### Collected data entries
----

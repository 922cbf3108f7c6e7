//! Meeting fetch and summary endpoints.
//!
//! Upstream trouble never turns into an error status here: the orchestrators
//! hand back fallback payloads. The only non-2xx outcomes are a missing
//! provider binding (401) and request validation (400).

use axum::extract::{Query, State};
use axum::http::StatusCode;
use axum::response::{IntoResponse, Response};
use axum::Json;
use serde::Deserialize;
use serde_json::json;

use meetsync_domain::{Meeting, MeetingKind, SyncError};

use crate::context::SharedContext;
use crate::error::ApiError;
use crate::routes::{UserQuery, DEFAULT_USER_ID};

/// `GET /api/meetings/upcoming`
pub async fn upcoming(
    State(ctx): State<SharedContext>,
    Query(query): Query<UserQuery>,
) -> Response {
    fetch(&ctx, &query.user_id(), MeetingKind::Upcoming).await
}

/// `GET /api/meetings/past`
pub async fn past(State(ctx): State<SharedContext>, Query(query): Query<UserQuery>) -> Response {
    fetch(&ctx, &query.user_id(), MeetingKind::Past).await
}

async fn fetch(ctx: &SharedContext, user_id: &str, kind: MeetingKind) -> Response {
    match ctx.fetch.fetch_meetings(user_id, kind).await {
        Ok(payload) => Json(payload).into_response(),
        Err(SyncError::Unauthenticated(message)) => (
            StatusCode::UNAUTHORIZED,
            Json(json!({ "error": message, "connected": false })),
        )
            .into_response(),
        Err(err) => ApiError(err).into_response(),
    }
}

#[derive(Debug, Deserialize)]
#[serde(rename_all = "camelCase")]
pub(crate) struct SummarizeRequest {
    #[serde(default)]
    meeting: Option<Meeting>,
    #[serde(default)]
    user_id: Option<String>,
}

/// `POST /api/meetings/summarize`
pub async fn summarize(
    State(ctx): State<SharedContext>,
    Json(body): Json<SummarizeRequest>,
) -> Response {
    let Some(meeting) = body.meeting else {
        return (
            StatusCode::BAD_REQUEST,
            Json(json!({ "error": "Meeting data is required" })),
        )
            .into_response();
    };
    let user_id = body.user_id.unwrap_or_else(|| DEFAULT_USER_ID.to_owned());
    Json(ctx.summaries.summarize(&meeting, &user_id).await).into_response()
}
//! # MeetSync API
//!
//! HTTP and WebSocket surface of the sync orchestrator.
//!
//! This crate wires the infrastructure adapters into the core services
//! ([`AppContext`]) and exposes them as an axum router: connection
//! management, meeting fetch, summary generation, webhook intake, and the
//! push channel.

pub mod context;
pub mod error;
pub mod routes;

pub use context::AppContext;
pub use error::ApiError;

----

### Aim of the task
From the records given above, copy all lines containing "UserQuery".

### Result of the exercise
use crate::routes::{UserQuery, DEFAULT_USER_ID};
    Query(query): Query<UserQuery>,
pub async fn past(State(ctx): State<SharedContext>, Query(query): Query<UserQuery>) -> Response {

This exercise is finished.